→ PROBLEM
The answer must consist of every record, printed exactly as it stands.

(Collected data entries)

[Start of Attachment]

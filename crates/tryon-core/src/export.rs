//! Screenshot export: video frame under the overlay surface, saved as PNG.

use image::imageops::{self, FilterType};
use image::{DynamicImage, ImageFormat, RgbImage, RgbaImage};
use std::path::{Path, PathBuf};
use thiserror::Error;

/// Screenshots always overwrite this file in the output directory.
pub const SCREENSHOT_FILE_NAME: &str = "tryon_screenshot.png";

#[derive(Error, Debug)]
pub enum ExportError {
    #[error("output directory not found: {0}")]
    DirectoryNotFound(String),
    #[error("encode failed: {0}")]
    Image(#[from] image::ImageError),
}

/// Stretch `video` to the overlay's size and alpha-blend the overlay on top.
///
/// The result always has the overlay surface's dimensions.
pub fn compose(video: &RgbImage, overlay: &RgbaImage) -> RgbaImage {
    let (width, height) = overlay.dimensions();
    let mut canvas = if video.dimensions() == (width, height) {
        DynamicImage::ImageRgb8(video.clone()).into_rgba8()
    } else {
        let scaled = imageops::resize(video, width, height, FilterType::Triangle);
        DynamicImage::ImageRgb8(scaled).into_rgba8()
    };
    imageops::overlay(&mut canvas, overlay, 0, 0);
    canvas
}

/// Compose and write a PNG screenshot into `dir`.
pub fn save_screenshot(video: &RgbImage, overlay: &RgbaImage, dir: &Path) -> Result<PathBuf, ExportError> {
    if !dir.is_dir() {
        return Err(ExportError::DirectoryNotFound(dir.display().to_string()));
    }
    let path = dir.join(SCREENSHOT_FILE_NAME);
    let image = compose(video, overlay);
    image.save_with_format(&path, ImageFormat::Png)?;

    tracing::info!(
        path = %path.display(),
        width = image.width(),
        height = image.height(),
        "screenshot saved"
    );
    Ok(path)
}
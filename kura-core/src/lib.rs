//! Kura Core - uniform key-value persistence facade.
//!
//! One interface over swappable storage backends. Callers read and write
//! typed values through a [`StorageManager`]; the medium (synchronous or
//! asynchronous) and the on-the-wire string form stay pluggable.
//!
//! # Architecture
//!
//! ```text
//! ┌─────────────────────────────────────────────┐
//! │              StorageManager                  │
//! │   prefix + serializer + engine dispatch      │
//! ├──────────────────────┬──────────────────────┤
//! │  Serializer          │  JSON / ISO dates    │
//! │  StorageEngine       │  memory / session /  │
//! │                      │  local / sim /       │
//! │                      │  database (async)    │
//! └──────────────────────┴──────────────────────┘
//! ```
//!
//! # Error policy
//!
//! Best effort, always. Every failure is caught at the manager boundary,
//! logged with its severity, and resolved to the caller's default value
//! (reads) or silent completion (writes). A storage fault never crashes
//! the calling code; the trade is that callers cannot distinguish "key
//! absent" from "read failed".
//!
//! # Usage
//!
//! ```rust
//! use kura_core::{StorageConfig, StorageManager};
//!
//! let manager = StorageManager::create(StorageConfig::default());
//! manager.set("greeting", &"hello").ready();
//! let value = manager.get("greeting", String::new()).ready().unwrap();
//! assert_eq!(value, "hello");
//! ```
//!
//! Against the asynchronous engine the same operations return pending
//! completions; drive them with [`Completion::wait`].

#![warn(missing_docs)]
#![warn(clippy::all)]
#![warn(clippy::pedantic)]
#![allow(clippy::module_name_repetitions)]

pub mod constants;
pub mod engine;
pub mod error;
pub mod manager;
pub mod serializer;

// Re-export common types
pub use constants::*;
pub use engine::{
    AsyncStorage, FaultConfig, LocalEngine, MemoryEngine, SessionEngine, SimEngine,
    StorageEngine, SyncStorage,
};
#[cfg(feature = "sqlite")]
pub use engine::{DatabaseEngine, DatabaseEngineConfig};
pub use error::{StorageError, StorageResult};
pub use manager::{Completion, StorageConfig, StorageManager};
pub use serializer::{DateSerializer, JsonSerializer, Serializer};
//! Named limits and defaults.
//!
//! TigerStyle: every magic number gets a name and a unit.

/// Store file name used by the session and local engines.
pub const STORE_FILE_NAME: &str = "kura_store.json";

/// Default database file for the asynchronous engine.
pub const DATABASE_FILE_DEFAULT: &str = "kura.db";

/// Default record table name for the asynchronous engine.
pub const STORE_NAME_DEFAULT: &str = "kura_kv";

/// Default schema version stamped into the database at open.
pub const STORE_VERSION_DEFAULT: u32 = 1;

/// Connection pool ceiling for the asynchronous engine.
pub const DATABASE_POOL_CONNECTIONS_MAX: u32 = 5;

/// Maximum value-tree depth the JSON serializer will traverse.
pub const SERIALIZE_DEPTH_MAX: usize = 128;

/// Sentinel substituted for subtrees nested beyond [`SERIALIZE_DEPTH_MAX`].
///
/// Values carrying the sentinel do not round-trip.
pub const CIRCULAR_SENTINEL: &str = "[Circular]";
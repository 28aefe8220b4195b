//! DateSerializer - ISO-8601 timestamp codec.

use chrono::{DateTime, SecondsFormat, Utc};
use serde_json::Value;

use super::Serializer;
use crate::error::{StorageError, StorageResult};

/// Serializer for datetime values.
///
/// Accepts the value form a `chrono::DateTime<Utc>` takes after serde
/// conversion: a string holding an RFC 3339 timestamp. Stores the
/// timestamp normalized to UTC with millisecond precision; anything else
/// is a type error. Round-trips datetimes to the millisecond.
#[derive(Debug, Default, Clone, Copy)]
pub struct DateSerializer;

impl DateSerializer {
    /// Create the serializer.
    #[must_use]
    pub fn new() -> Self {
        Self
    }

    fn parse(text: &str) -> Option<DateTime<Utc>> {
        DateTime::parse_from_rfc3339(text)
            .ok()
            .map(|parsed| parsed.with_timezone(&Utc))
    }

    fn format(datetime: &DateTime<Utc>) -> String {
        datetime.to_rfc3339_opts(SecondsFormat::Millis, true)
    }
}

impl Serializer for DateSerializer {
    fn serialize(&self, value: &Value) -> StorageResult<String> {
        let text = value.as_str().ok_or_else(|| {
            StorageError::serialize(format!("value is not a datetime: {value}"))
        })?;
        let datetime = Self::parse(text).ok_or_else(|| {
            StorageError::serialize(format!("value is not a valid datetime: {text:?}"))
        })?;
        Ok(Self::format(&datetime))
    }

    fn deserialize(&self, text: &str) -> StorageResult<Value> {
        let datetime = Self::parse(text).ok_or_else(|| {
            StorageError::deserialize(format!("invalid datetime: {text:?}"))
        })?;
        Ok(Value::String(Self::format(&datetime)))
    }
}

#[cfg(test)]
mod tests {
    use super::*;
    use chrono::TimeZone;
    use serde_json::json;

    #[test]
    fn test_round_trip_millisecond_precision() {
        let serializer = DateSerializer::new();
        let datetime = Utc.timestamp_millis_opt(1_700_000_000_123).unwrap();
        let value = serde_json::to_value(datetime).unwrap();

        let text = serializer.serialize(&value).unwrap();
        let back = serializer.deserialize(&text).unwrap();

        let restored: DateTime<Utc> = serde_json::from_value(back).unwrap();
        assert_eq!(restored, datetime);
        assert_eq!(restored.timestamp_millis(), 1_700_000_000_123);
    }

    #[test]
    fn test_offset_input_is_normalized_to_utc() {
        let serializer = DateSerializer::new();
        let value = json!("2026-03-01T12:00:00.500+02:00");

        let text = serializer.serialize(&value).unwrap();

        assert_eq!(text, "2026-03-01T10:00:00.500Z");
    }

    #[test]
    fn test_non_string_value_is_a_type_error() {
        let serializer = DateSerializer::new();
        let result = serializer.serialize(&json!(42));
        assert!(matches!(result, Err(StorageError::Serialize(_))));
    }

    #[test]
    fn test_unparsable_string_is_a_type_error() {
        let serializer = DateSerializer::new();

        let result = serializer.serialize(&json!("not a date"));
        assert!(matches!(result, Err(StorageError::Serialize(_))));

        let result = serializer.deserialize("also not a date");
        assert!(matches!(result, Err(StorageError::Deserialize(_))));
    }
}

[End of Attachment]

→ WRITTEN SOLUTION
filename crates/tryon-core/src/export.rs
//! Screenshot export: video frame under the overlay surface, saved as PNG.

use image::imageops::{self, FilterType};
use image::{DynamicImage, ImageFormat, RgbImage, RgbaImage};
use std::path::{Path, PathBuf};
use thiserror::Error;

/// Screenshots always overwrite this file in the output directory.
pub const SCREENSHOT_FILE_NAME: &str = "tryon_screenshot.png";

#[derive(Error, Debug)]
pub enum ExportError {
    #[error("output directory not found: {0}")]
    DirectoryNotFound(String),
    #[error("encode failed: {0}")]
    Image(#[from] image::ImageError),
}

/// Stretch `video` to the overlay's size and alpha-blend the overlay on top.
///
/// The result always has the overlay surface's dimensions.
pub fn compose(video: &RgbImage, overlay: &RgbaImage) -> RgbaImage {
    let (width, height) = overlay.dimensions();
    let mut canvas = if video.dimensions() == (width, height) {
        DynamicImage::ImageRgb8(video.clone()).into_rgba8()
    } else {
        let scaled = imageops::resize(video, width, height, FilterType::Triangle);
        DynamicImage::ImageRgb8(scaled).into_rgba8()
    };
    imageops::overlay(&mut canvas, overlay, 0, 0);
    canvas
}

/// Compose and write a PNG screenshot into `dir`.
pub fn save_screenshot(video: &RgbImage, overlay: &RgbaImage, dir: &Path) -> Result<PathBuf, ExportError> {
    if !dir.is_dir() {
        return Err(ExportError::DirectoryNotFound(dir.display().to_string()));
    }
    let path = dir.join(SCREENSHOT_FILE_NAME);
    let image = compose(video, overlay);
    image.save_with_format(&path, ImageFormat::Png)?;

    tracing::info!(
        path = %path.display(),
        width = image.width(),
        height = image.height(),
        "screenshot saved"
    );
    Ok(path)
}
filename kura-core/src/lib.rs
//! Kura Core - uniform key-value persistence facade.
//!
//! One interface over swappable storage backends. Callers read and write
//! typed values through a [`StorageManager`]; the medium (synchronous or
//! asynchronous) and the on-the-wire string form stay pluggable.
//!
//! # Architecture
//!
//! ```text
//! ┌─────────────────────────────────────────────┐
//! │              StorageManager                  │
//! │   prefix + serializer + engine dispatch      │
//! ├──────────────────────┬──────────────────────┤
//! │  Serializer          │  JSON / ISO dates    │
//! │  StorageEngine       │  memory / session /  │
//! │                      │  local / sim /       │
//! │                      │  database (async)    │
//! └──────────────────────┴──────────────────────┘
//! ```
//!
//! # Error policy
//!
//! Best effort, always. Every failure is caught at the manager boundary,
//! logged with its severity, and resolved to the caller's default value
//! (reads) or silent completion (writes). A storage fault never crashes
//! the calling code; the trade is that callers cannot distinguish "key
//! absent" from "read failed".
//!
//! # Usage
//!
//! ```rust
//! use kura_core::{StorageConfig, StorageManager};
//!
//! let manager = StorageManager::create(StorageConfig::default());
//! manager.set("greeting", &"hello").ready();
//! let value = manager.get("greeting", String::new()).ready().unwrap();
//! assert_eq!(value, "hello");
//! ```
//!
//! Against the asynchronous engine the same operations return pending
//! completions; drive them with [`Completion::wait`].

#![warn(missing_docs)]
#![warn(clippy::all)]
#![warn(clippy::pedantic)]
#![allow(clippy::module_name_repetitions)]

pub mod constants;
pub mod engine;
pub mod error;
pub mod manager;
pub mod serializer;

// Re-export common types
pub use constants::*;
pub use engine::{
    AsyncStorage, FaultConfig, LocalEngine, MemoryEngine, SessionEngine, SimEngine,
    StorageEngine, SyncStorage,
};
#[cfg(feature = "sqlite")]
pub use engine::{DatabaseEngine, DatabaseEngineConfig};
pub use error::{StorageError, StorageResult};
pub use manager::{Completion, StorageConfig, StorageManager};
pub use serializer::{DateSerializer, JsonSerializer, Serializer};
//! Named limits and defaults.
//!
//! TigerStyle: every magic number gets a name and a unit.

/// Store file name used by the session and local engines.
pub const STORE_FILE_NAME: &str = "kura_store.json";

/// Default database file for the asynchronous engine.
pub const DATABASE_FILE_DEFAULT: &str = "kura.db";

/// Default record table name for the asynchronous engine.
pub const STORE_NAME_DEFAULT: &str = "kura_kv";

/// Default schema version stamped into the database at open.
pub const STORE_VERSION_DEFAULT: u32 = 1;

/// Connection pool ceiling for the asynchronous engine.
pub const DATABASE_POOL_CONNECTIONS_MAX: u32 = 5;

/// Maximum value-tree depth the JSON serializer will traverse.
pub const SERIALIZE_DEPTH_MAX: usize = 128;

/// Sentinel substituted for subtrees nested beyond [`SERIALIZE_DEPTH_MAX`].
///
/// Values carrying the sentinel do not round-trip.
pub const CIRCULAR_SENTINEL: &str = "[Circular]";
repository 28aefe8220b4195b
//! DateSerializer - ISO-8601 timestamp codec.

use chrono::{DateTime, SecondsFormat, Utc};
use serde_json::Value;

use super::Serializer;
use crate::error::{StorageError, StorageResult};

/// Serializer for datetime values.
///
/// Accepts the value form a `chrono::DateTime<Utc>` takes after serde
/// conversion: a string holding an RFC 3339 timestamp. Stores the
/// timestamp normalized to UTC with millisecond precision; anything else
/// is a type error. Round-trips datetimes to the millisecond.
#[derive(Debug, Default, Clone, Copy)]
pub struct DateSerializer;

impl DateSerializer {
    /// Create the serializer.
    #[must_use]
    pub fn new() -> Self {
        Self
    }

    fn parse(text: &str) -> Option<DateTime<Utc>> {
        DateTime::parse_from_rfc3339(text)
            .ok()
            .map(|parsed| parsed.with_timezone(&Utc))
    }

    fn format(datetime: &DateTime<Utc>) -> String {
        datetime.to_rfc3339_opts(SecondsFormat::Millis, true)
    }
}

impl Serializer for DateSerializer {
    fn serialize(&self, value: &Value) -> StorageResult<String> {
        let text = value.as_str().ok_or_else(|| {
            StorageError::serialize(format!("value is not a datetime: {value}"))
        })?;
        let datetime = Self::parse(text).ok_or_else(|| {
            StorageError::serialize(format!("value is not a valid datetime: {text:?}"))
        })?;
        Ok(Self::format(&datetime))
    }

    fn deserialize(&self, text: &str) -> StorageResult<Value> {
        let datetime = Self::parse(text).ok_or_else(|| {
            StorageError::deserialize(format!("invalid datetime: {text:?}"))
        })?;
        Ok(Value::String(Self::format(&datetime)))
    }
}

#[cfg(test)]
mod tests {
    use super::*;
    use chrono::TimeZone;
    use serde_json::json;

    #[test]
    fn test_round_trip_millisecond_precision() {
        let serializer = DateSerializer::new();
        let datetime = Utc.timestamp_millis_opt(1_700_000_000_123).unwrap();
        let value = serde_json::to_value(datetime).unwrap();

        let text = serializer.serialize(&value).unwrap();
        let back = serializer.deserialize(&text).unwrap();

        let restored: DateTime<Utc> = serde_json::from_value(back).unwrap();
        assert_eq!(restored, datetime);
        assert_eq!(restored.timestamp_millis(), 1_700_000_000_123);
    }

    #[test]
    fn test_offset_input_is_normalized_to_utc() {
        let serializer = DateSerializer::new();
        let value = json!("2026-03-01T12:00:00.500+02:00");

        let text = serializer.serialize(&value).unwrap();

        assert_eq!(text, "2026-03-01T10:00:00.500Z");
    }

    #[test]
    fn test_non_string_value_is_a_type_error() {
        let serializer = DateSerializer::new();
        let result = serializer.serialize(&json!(42));
        assert!(matches!(result, Err(StorageError::Serialize(_))));
    }

    #[test]
    fn test_unparsable_string_is_a_type_error() {
        let serializer = DateSerializer::new();

        let result = serializer.serialize(&json!("not a date"));
        assert!(matches!(result, Err(StorageError::Serialize(_))));

        let result = serializer.deserialize("also not a date");
        assert!(matches!(result, Err(StorageError::Deserialize(_))));
    }
}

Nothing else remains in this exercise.